→ Task to carry out
Only an exact repetition of the entries counts as an answer.

→ Records for this task

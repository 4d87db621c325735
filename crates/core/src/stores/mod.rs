pub mod local;
pub mod qdrant;

pub use local::LocalVectorIndex;
pub use qdrant::QdrantIndex;

use crate::config::{IndexBackend, IndexSettings};
use crate::error::IndexError;
use crate::traits::VectorIndex;
use std::sync::Arc;

/// Opens the index selected by the settings. Qdrant collections are created
/// on first use.
pub async fn open_index(settings: &IndexSettings) -> Result<Arc<dyn VectorIndex>, IndexError> {
    match settings.backend {
        IndexBackend::Local => {
            let index = match &settings.persist_dir {
                Some(dir) => LocalVectorIndex::open(dir, settings.collection.clone()).await?,
                None => LocalVectorIndex::in_memory(settings.collection.clone()),
            };
            Ok(Arc::new(index))
        }
        IndexBackend::Qdrant => {
            let index = QdrantIndex::new(&settings.qdrant_url, settings.collection.clone())?;
            index.ensure_collection().await?;
            Ok(Arc::new(index))
        }
    }
}
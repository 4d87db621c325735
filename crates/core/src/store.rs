use crate::models::{FlatMetadata, MetadataValue};
use serde::{Deserialize, Serialize};
use std::path::PathBuf;

/// One chunk as handed to a vector index.
#[derive(Debug, Clone, PartialEq, Serialize, Deserialize)]
pub struct IndexRecord {
    pub id: String,
    pub text: String,
    pub metadata: FlatMetadata,
}

/// Conjunction of equality clauses over flat metadata keys. An empty filter
/// matches everything.
#[derive(Debug, Clone, Default, PartialEq)]
pub struct MetadataFilter {
    clauses: Vec<(String, MetadataValue)>,
}

impl MetadataFilter {
    pub fn eq(key: impl Into<String>, value: impl Into<MetadataValue>) -> Self {
        Self::default().and(key, value)
    }

    pub fn and(mut self, key: impl Into<String>, value: impl Into<MetadataValue>) -> Self {
        self.clauses.push((key.into(), value.into()));
        self
    }

    pub fn clauses(&self) -> &[(String, MetadataValue)] {
        &self.clauses
    }

    pub fn is_empty(&self) -> bool {
        self.clauses.is_empty()
    }

    pub fn matches(&self, metadata: &FlatMetadata) -> bool {
        self.clauses
            .iter()
            .all(|(key, expected)| metadata.get(key) == Some(expected))
    }
}

#[derive(Debug, Clone, PartialEq, Serialize)]
pub struct CollectionStats {
    pub name: String,
    pub count: usize,
    pub persist_dir: Option<PathBuf>,
}

#[cfg(test)]
mod tests {
    use super::*;

    #[test]
    fn filter_requires_every_clause() {
        let mut metadata = FlatMetadata::new();
        metadata.insert("patient_id".to_string(), "p-1".into());
        metadata.insert("fiscal_year".to_string(), "FY 25".into());

        assert!(MetadataFilter::default().matches(&metadata));
        assert!(MetadataFilter::eq("patient_id", "p-1").matches(&metadata));
        assert!(MetadataFilter::eq("patient_id", "p-1")
            .and("fiscal_year", "FY 25")
            .matches(&metadata));
        assert!(!MetadataFilter::eq("patient_id", "p-1")
            .and("fiscal_year", "FY 24")
            .matches(&metadata));
        assert!(!MetadataFilter::eq("source", "a.txt").matches(&metadata));
    }

    #[test]
    fn filter_compares_typed_values() {
        let mut metadata = FlatMetadata::new();
        metadata.insert("chunk_index".to_string(), MetadataValue::Integer(3));
        assert!(MetadataFilter::eq("chunk_index", 3i64).matches(&metadata));
        assert!(!MetadataFilter::eq("chunk_index", "3").matches(&metadata));
    }
}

→ Result of this task
repository 4d87db621c325735
filename crates/core/src/stores/mod.rs
pub mod local;
pub mod qdrant;

pub use local::LocalVectorIndex;
pub use qdrant::QdrantIndex;

use crate::config::{IndexBackend, IndexSettings};
use crate::error::IndexError;
use crate::traits::VectorIndex;
use std::sync::Arc;

/// Opens the index selected by the settings. Qdrant collections are created
/// on first use.
pub async fn open_index(settings: &IndexSettings) -> Result<Arc<dyn VectorIndex>, IndexError> {
    match settings.backend {
        IndexBackend::Local => {
            let index = match &settings.persist_dir {
                Some(dir) => LocalVectorIndex::open(dir, settings.collection.clone()).await?,
                None => LocalVectorIndex::in_memory(settings.collection.clone()),
            };
            Ok(Arc::new(index))
        }
        IndexBackend::Qdrant => {
            let index = QdrantIndex::new(&settings.qdrant_url, settings.collection.clone())?;
            index.ensure_collection().await?;
            Ok(Arc::new(index))
        }
    }
}
repository 4d87db621c325735
filename crates/core/src/store.rs
use crate::models::{FlatMetadata, MetadataValue};
use serde::{Deserialize, Serialize};
use std::path::PathBuf;

/// One chunk as handed to a vector index.
#[derive(Debug, Clone, PartialEq, Serialize, Deserialize)]
pub struct IndexRecord {
    pub id: String,
    pub text: String,
    pub metadata: FlatMetadata,
}

/// Conjunction of equality clauses over flat metadata keys. An empty filter
/// matches everything.
#[derive(Debug, Clone, Default, PartialEq)]
pub struct MetadataFilter {
    clauses: Vec<(String, MetadataValue)>,
}

impl MetadataFilter {
    pub fn eq(key: impl Into<String>, value: impl Into<MetadataValue>) -> Self {
        Self::default().and(key, value)
    }

    pub fn and(mut self, key: impl Into<String>, value: impl Into<MetadataValue>) -> Self {
        self.clauses.push((key.into(), value.into()));
        self
    }

    pub fn clauses(&self) -> &[(String, MetadataValue)] {
        &self.clauses
    }

    pub fn is_empty(&self) -> bool {
        self.clauses.is_empty()
    }

    pub fn matches(&self, metadata: &FlatMetadata) -> bool {
        self.clauses
            .iter()
            .all(|(key, expected)| metadata.get(key) == Some(expected))
    }
}

#[derive(Debug, Clone, PartialEq, Serialize)]
pub struct CollectionStats {
    pub name: String,
    pub count: usize,
    pub persist_dir: Option<PathBuf>,
}

#[cfg(test)]
mod tests {
    use super::*;

    #[test]
    fn filter_requires_every_clause() {
        let mut metadata = FlatMetadata::new();
        metadata.insert("patient_id".to_string(), "p-1".into());
        metadata.insert("fiscal_year".to_string(), "FY 25".into());

        assert!(MetadataFilter::default().matches(&metadata));
        assert!(MetadataFilter::eq("patient_id", "p-1").matches(&metadata));
        assert!(MetadataFilter::eq("patient_id", "p-1")
            .and("fiscal_year", "FY 25")
            .matches(&metadata));
        assert!(!MetadataFilter::eq("patient_id", "p-1")
            .and("fiscal_year", "FY 24")
            .matches(&metadata));
        assert!(!MetadataFilter::eq("source", "a.txt").matches(&metadata));
    }

    #[test]
    fn filter_compares_typed_values() {
        let mut metadata = FlatMetadata::new();
        metadata.insert("chunk_index".to_string(), MetadataValue::Integer(3));
        assert!(MetadataFilter::eq("chunk_index", 3i64).matches(&metadata));
        assert!(!MetadataFilter::eq("chunk_index", "3").matches(&metadata));
    }
}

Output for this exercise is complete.